◆ TASK BRIEF: Across the listing below, count the lines that mention the string "usize". Reply with the figure only.

Start of DATASET

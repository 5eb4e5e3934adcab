//! Centralized scoring and achievement constants for Treasure Hunt logic.
//!
//! Achievement thresholds are fixed by the game design and are not loaded
//! from content, so the same rule set applies to every content pack.

// Persistence --------------------------------------------------------------
pub const STORAGE_KEY: &str = "treasure-hunt-v2-progress";

// Scoring ------------------------------------------------------------------
pub const QUIZ_BONUS_POINTS: u32 = 5;
/// Score shown as the progress-bar target in the achievements glossary.
pub const SCORE_TARGET: u64 = 120;

// Achievement thresholds ---------------------------------------------------
pub const FIRST_TREASURE_COUNT: usize = 1;
pub const HALF_WAY_COUNT: usize = 6;
pub const SCHOLAR_SCORE: u64 = 50;
pub const PERFECT_SCORE: u64 = 100;
pub const DESIGNATED_SCENARIO_ID: &str = "hotel-lobby";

End of DATASET

◆ EXERCISE RESPONSE: 2